In this study, four distributions of strength are used as bounding cases. The Parabolic strength distribution (1) results from the ELF vertical force distribution method in ASCE 7 that assigns forces to each level based on weight and story height. The Triangular strength distribution (2) results from an assumed vertical force distribution that assigns lateral forces based on the seismic weight at each level. The Constant strength distribution (3) results from an assumed vertical force distribution that assigns a concentrated lateral force at the uppermost level based on the total seismic weight of all levels. The Baseline distribution (4) reflects a realistic vertical strength distribution resulting from the ELF vertical force distribution method.
The FEMA P695 methodology, which quantifies seismic performance via adjusted collapse margin ratios, is employed in this study. The analytical models include P-Delta effects and utilize the 10-parameter hysteresis CASHEW model. It is observed that the Parabolic strength distribution allows for dissipation of energy over the height of the building, has less collapse risk than other strength distributions studied, and reduces occurrence of concentrated deformations in a single story from the onset of applied lateral force. / MS / Multi-story wood-frame buildings are becoming increasingly common, especially in areas like the western United States. Past earthquakes have shown that multi-story wood-frame buildings that have a soft and weak first story relative to upper stories are vulnerable to collapsing on the first story. This vulnerability has raised interest in understanding how the relative strength of each story of a wood building affects its performance in an earthquake.
This thesis studies four strength distribution cases. The first three cases are called the Parabolic, Triangular and Constant strength distributions named after the shape of the building’s story to story strength profile. For example, the Triangular case has the least amount of strength on the top story, which increases linearly in the lower stories down to the first story, which has the greatest strength. The fourth case, called the Baseline case, is based on actual building designs. All four strength distribution cases have the same first story strength.

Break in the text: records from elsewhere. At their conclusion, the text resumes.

//! Engine configuration.
//!
//! A small TOML document selecting the pipeline defaults and declaring the
//! age keys behind each encryption key alias. The caller chooses where it
//! comes from; nothing here looks up files or environment on its own.
//!
//! ```toml
//! [encryption]
//! skip_unresolved = false
//! skip_undecryptable = false
//!
//! [lint]
//! policy_root = "policies"
//!
//! [keys.production]
//! recipients = ["age1..."]
//! identity = "AGE-SECRET-KEY-1..."
//! ```

use std::collections::BTreeMap;
use std::path::{Path, PathBuf};
use std::sync::Arc;

use serde::{Deserialize, Serialize};
use tracing::debug;

use crate::core::cipher::{self, AgeTransformer, Keyring};
use crate::error::{ConfigError, Result};

/// Engine configuration.
#[derive(Debug, Clone, Default, PartialEq, Eq, Serialize, Deserialize)]
pub struct Config {
    #[serde(default)]
    pub encryption: EncryptionConfig,
    #[serde(default)]
    pub lint: LintConfig,
    /// Encryption key alias → age key material.
    #[serde(default)]
    pub keys: BTreeMap<String, KeyConfig>,
}

/// Pipeline defaults for partial lock and unlock.
#[derive(Debug, Clone, Default, PartialEq, Eq, Serialize, Deserialize)]
pub struct EncryptionConfig {
    /// Leave packages whose alias is not in the keyring unlocked.
    #[serde(default)]
    pub skip_unresolved: bool,
    /// Leave packages no transformer can decrypt locked.
    #[serde(default)]
    pub skip_undecryptable: bool,
}

/// Linter settings.
#[derive(Debug, Clone, Default, PartialEq, Eq, Serialize, Deserialize)]
pub struct LintConfig {
    /// Base directory for ruleset `regoFile` references.
    #[serde(default, skip_serializing_if = "Option::is_none")]
    pub policy_root: Option<PathBuf>,
}

/// Age key material for one alias.
#[derive(Clone, Default, PartialEq, Eq, Serialize, Deserialize)]
pub struct KeyConfig {
    /// Public keys (`age1...`) packages are encrypted to.
    pub recipients: Vec<String>,
    /// Private key (`AGE-SECRET-KEY-1...`), needed to decrypt.
    #[serde(default, skip_serializing_if = "Option::is_none")]
    pub identity: Option<String>,
}

impl std::fmt::Debug for KeyConfig {
    fn fmt(&self, f: &mut std::fmt::Formatter<'_>) -> std::fmt::Result {
        f.debug_struct("KeyConfig")
            .field("recipients", &self.recipients)
            .field("identity", &self.identity.as_ref().map(|_| "<redacted>"))
            .finish()
    }
}

impl Config {
    pub fn new() -> Self {
        Self::default()
    }

    /// Parse and validate a TOML document.
    ///
    /// # Errors
    ///
    /// Returns `ConfigError::Parse` if the TOML is malformed, or a
    /// validation error from [`Config::validate`].
    pub fn from_toml_str(contents: &str) -> Result<Self> {
        let config: Self = toml::from_str(contents).map_err(ConfigError::Parse)?;
        debug!(keys = config.keys.len(), "config parsed");
        config.validate()?;
        Ok(config)
    }

    /// Load and validate the configuration at `path`.
    pub fn load(path: &Path) -> Result<Self> {
        debug!(path = %path.display(), "loading config");
        let contents = std::fs::read_to_string(path).map_err(|source| ConfigError::ReadFile {
            path: path.to_path_buf(),
            source,
        })?;
        Self::from_toml_str(&contents)
    }

    /// Write the configuration to `path`.
    pub fn save(&self, path: &Path) -> Result<()> {
        debug!(path = %path.display(), "saving config");
        std::fs::write(path, self.to_toml_string()?)?;
        Ok(())
    }

    pub fn to_toml_string(&self) -> Result<String> {
        Ok(toml::to_string_pretty(self).map_err(ConfigError::Serialize)?)
    }

    /// Validate key declarations.
    ///
    /// Checks:
    /// - Aliases are non-empty
    /// - Every alias has at least one recipient
    /// - Recipients and identities parse as age keys
    ///
    /// # Errors
    ///
    /// Returns `ConfigError::NoRecipients` or `ConfigError::InvalidValue`.
    pub fn validate(&self) -> Result<()> {
        for (alias, key) in &self.keys {
            if alias.trim().is_empty() {
                return Err(ConfigError::InvalidValue {
                    field: "keys",
                    reason: "key alias must not be empty".to_string(),
                }
                .into());
            }
            if key.recipients.is_empty() {
                return Err(ConfigError::NoRecipients(alias.clone()).into());
            }
            for recipient in &key.recipients {
                if cipher::parse_recipient(recipient).is_err() {
                    return Err(ConfigError::InvalidValue {
                        field: "recipients",
                        reason: format!("invalid age public key for '{}': {}", alias, recipient),
                    }
                    .into());
                }
            }
            if let Some(identity) = &key.identity {
                if cipher::parse_identity(identity).is_err() {
                    return Err(ConfigError::InvalidValue {
                        field: "identity",
                        reason: format!("invalid age identity for '{}'", alias),
                    }
                    .into());
                }
            }
        }
        Ok(())
    }

    /// Build an age transformer for every declared alias.
    pub fn keyring(&self) -> Result<Keyring> {
        let mut keyring = Keyring::new();
        for (alias, key) in &self.keys {
            let recipients = key
                .recipients
                .iter()
                .map(|r| cipher::parse_recipient(r))
                .collect::<Result<Vec<_>>>()?;
            let identity = key
                .identity
                .as_deref()
                .map(cipher::parse_identity)
                .transpose()?;
            keyring.insert(alias.clone(), Arc::new(AgeTransformer::new(recipients, identity)?));
        }
        debug!(aliases = keyring.len(), "keyring built");
        Ok(keyring)
    }
}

Two evaluation methods are used to test the strength distribution cases. The first, known as a pushover analysis, applies lateral forces to the building until the roof reaches a specified displacement. The second, called an incremental dynamic analysis, subjects the building to increasingly intense earthquakes until a certain amount of displacement is reached in any story. The results of these analyses showed that the Parabolic strength distribution most effectively used the strength available in every story of the building to delay the onset of collapse and to distribute the location of the collapse story.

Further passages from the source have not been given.